##### EXCERPTED RECORDS #####

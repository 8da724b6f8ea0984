//! bizdir-sitemap CLI
//!
//! Generates the business directory's sitemap set from the companies table.
//!
//! # Commands
//!
//! - `generate` - Full export into segments, manifest and pointer (default)
//! - `preview` - Single capped sitemap of the newest companies
//! - `check` - Verify a generated set on disk

use anyhow::Result;
use bizdir_sitemap::cli::{check_cmd, generate_cmd, output, preview_cmd};
use bizdir_sitemap::config::{
    self, GeneratorConfig, DEFAULT_OUTPUT_DIR, DEFAULT_PAGE_SIZE, DEFAULT_POINTER_PATH,
};
use bizdir_sitemap::model::MAX_URLS_PER_SEGMENT;
use bizdir_sitemap::TableSpec;
use clap::{Args, Parser, Subcommand};
use std::path::PathBuf;
use tracing_subscriber::EnvFilter;

/// Sitemap generator for the business directory.
#[derive(Parser)]
#[command(name = "bizdir-sitemap")]
#[command(author, version, about, long_about = None)]
struct Cli {
    #[command(flatten)]
    site: SiteArgs,

    /// Print machine-readable JSON to stdout
    #[arg(global = true, long)]
    json: bool,

    /// Suppress progress and summary output
    #[arg(global = true, short, long)]
    quiet: bool,

    /// Enable verbose output and debug logging
    #[arg(global = true, short, long)]
    verbose: bool,

    #[command(subcommand)]
    command: Option<Commands>,
}

/// Settings shared by every command.
#[derive(Args)]
struct SiteArgs {
    /// Public base URL of the site [default: SITE_URL, then http://localhost:3000]
    #[arg(global = true, long, env = config::BASE_URL_ENV)]
    base_url: Option<String>,

    /// SQLite database holding the companies table
    #[arg(
        global = true,
        long,
        env = config::DATABASE_ENV,
        default_value = config::DEFAULT_DATABASE
    )]
    database: PathBuf,

    /// Name of the companies table
    #[arg(global = true, long, default_value = "companies_data")]
    table: String,

    /// Directory receiving segment files and the manifest
    #[arg(global = true, long, default_value = DEFAULT_OUTPUT_DIR)]
    output_dir: PathBuf,

    /// Location of the top-level pointer file
    #[arg(global = true, long, default_value = DEFAULT_POINTER_PATH)]
    pointer: PathBuf,

    /// URLs per segment file (at most 50,000)
    #[arg(global = true, long, default_value_t = MAX_URLS_PER_SEGMENT)]
    segment_capacity: usize,
}

#[derive(Subcommand)]
enum Commands {
    /// Export every company into sitemap segments plus index (default)
    Generate {
        /// Rows fetched per database query
        #[arg(long, default_value_t = DEFAULT_PAGE_SIZE)]
        page_size: usize,
    },

    /// Render one sitemap of the most recently registered companies
    Preview {
        /// Maximum number of companies to include
        #[arg(short, long, default_value_t = MAX_URLS_PER_SEGMENT)]
        limit: usize,

        /// Write to this file instead of stdout
        #[arg(short, long)]
        out: Option<PathBuf>,
    },

    /// Verify a generated sitemap set on disk
    Check,
}

impl SiteArgs {
    fn config(&self, page_size: usize) -> GeneratorConfig {
        let alias = std::env::var(config::BASE_URL_ENV_ALIAS).ok();
        GeneratorConfig {
            base_url: config::resolve_base_url(self.base_url.clone(), alias),
            output_dir: self.output_dir.clone(),
            pointer_path: self.pointer.clone(),
            page_size,
            segment_capacity: self.segment_capacity,
            ..GeneratorConfig::default()
        }
    }

    fn table(&self) -> TableSpec {
        TableSpec {
            table: self.table.clone(),
            ..TableSpec::default()
        }
    }
}

#[tokio::main]
async fn main() {
    let cli = Cli::parse();

    // Read by the output helpers.
    if cli.json {
        std::env::set_var("BIZDIR_JSON", "1");
    }
    if cli.quiet {
        std::env::set_var("BIZDIR_QUIET", "1");
    }
    if cli.verbose {
        std::env::set_var("BIZDIR_VERBOSE", "1");
    }

    init_tracing(cli.verbose, cli.json);

    if let Err(e) = run(cli).await {
        if output::is_json() {
            output::print_json(&serde_json::json!({
                "error": format!("{e:#}"),
            }));
        } else {
            let s = output::Styled::new();
            eprintln!("  {} {}", s.fail_sym(), s.red(&format!("{e:#}")));
        }
        std::process::exit(1);
    }
}

async fn run(cli: Cli) -> Result<()> {
    match cli.command.unwrap_or(Commands::Generate {
        page_size: DEFAULT_PAGE_SIZE,
    }) {
        Commands::Generate { page_size } => {
            let config = cli.site.config(page_size);
            generate_cmd::run(&config, &cli.site.database, cli.site.table()).await
        }
        Commands::Preview { limit, out } => {
            let config = cli.site.config(DEFAULT_PAGE_SIZE);
            config.validate()?;
            preview_cmd::run(
                &config,
                &cli.site.database,
                cli.site.table(),
                limit,
                out.as_deref(),
            )
            .await
        }
        Commands::Check => {
            let config = cli.site.config(DEFAULT_PAGE_SIZE);
            check_cmd::run(&config).await
        }
    }
}

/// Logs go to stderr so stdout stays clean for file lists and JSON.
///
/// Interactive runs log warnings only unless `--verbose` is given.
fn init_tracing(verbose: bool, json: bool) {
    let default = if verbose {
        "bizdir_sitemap=debug"
    } else if json {
        "bizdir_sitemap=info"
    } else {
        "bizdir_sitemap=warn"
    };
    let filter = EnvFilter::try_from_default_env().unwrap_or_else(|_| EnvFilter::new(default));

    let builder = tracing_subscriber::fmt()
        .with_env_filter(filter)
        .with_writer(std::io::stderr);
    if json {
        builder.json().init();
    } else {
        builder.with_target(false).init();
    }
}
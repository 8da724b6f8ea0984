//! `bizdir-sitemap check`: verify a generated sitemap set on disk.

use crate::check;
use crate::cli::output::{self, Styled};
use crate::config::GeneratorConfig;
use anyhow::{bail, Result};

/// Run the check command. Fails when any problem is found.
pub async fn run(config: &GeneratorConfig) -> Result<()> {
    let s = Styled::new();
    let report = check::check(config).await?;

    if output::is_json() {
        output::print_json(&serde_json::json!({
            "ok": report.is_ok(),
            "segments": report.segments,
            "total_urls": report.total_urls,
            "problems": report.problems,
        }));
    } else if !output::is_quiet() {
        for seg in &report.segments {
            eprintln!(
                "  {:<30} {:>8} URLs",
                seg.filename,
                output::format_count(seg.urls as u64)
            );
        }
        eprintln!();
        eprintln!(
            "  {} files, {} URLs",
            report.segments.len(),
            output::format_count(report.total_urls as u64)
        );

        if report.is_ok() {
            eprintln!("  {} {}", s.ok_sym(), s.green("sitemap set is consistent"));
        } else {
            for problem in &report.problems {
                eprintln!("  {} {}", s.fail_sym(), problem);
            }
        }
    }

    if !report.is_ok() {
        bail!(
            "{} problem(s) found in {}",
            report.problems.len(),
            config.output_dir.display()
        );
    }
    Ok(())
}
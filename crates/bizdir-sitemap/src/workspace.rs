//! Output directory preparation.

use crate::error::{Result, SitemapError};
use std::path::Path;
use tracing::{debug, info};

/// Ensure `dir` exists and holds no files from a previous run.
///
/// Missing directories are created with their parents. Files directly inside
/// `dir` are deleted; subdirectories are left alone. Returns how many files
/// were removed.
pub async fn prepare_output_dir(dir: &Path) -> Result<usize> {
    if !tokio::fs::try_exists(dir)
        .await
        .map_err(|e| SitemapError::io(dir, e))?
    {
        tokio::fs::create_dir_all(dir)
            .await
            .map_err(|e| SitemapError::io(dir, e))?;
        info!(dir = %dir.display(), "created output directory");
        return Ok(0);
    }

    let mut entries = tokio::fs::read_dir(dir)
        .await
        .map_err(|e| SitemapError::io(dir, e))?;
    let mut removed = 0;

    while let Some(entry) = entries
        .next_entry()
        .await
        .map_err(|e| SitemapError::io(dir, e))?
    {
        let path = entry.path();
        let file_type = entry
            .file_type()
            .await
            .map_err(|e| SitemapError::io(&path, e))?;
        if file_type.is_dir() {
            continue;
        }
        tokio::fs::remove_file(&path)
            .await
            .map_err(|e| SitemapError::io(&path, e))?;
        debug!(file = %path.display(), "removed stale file");
        removed += 1;
    }

    info!(dir = %dir.display(), removed, "output directory cleaned");
    Ok(removed)
}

#####

**ABOUT THIS EXERCISE**
Check each line of the data above for the string "disk", and copy the ones that have it.

**RESPONSE FOR THIS EXERCISE**
//! - `check` - Verify a generated set on disk
    /// Verify a generated sitemap set on disk
//! `bizdir-sitemap check`: verify a generated sitemap set on disk.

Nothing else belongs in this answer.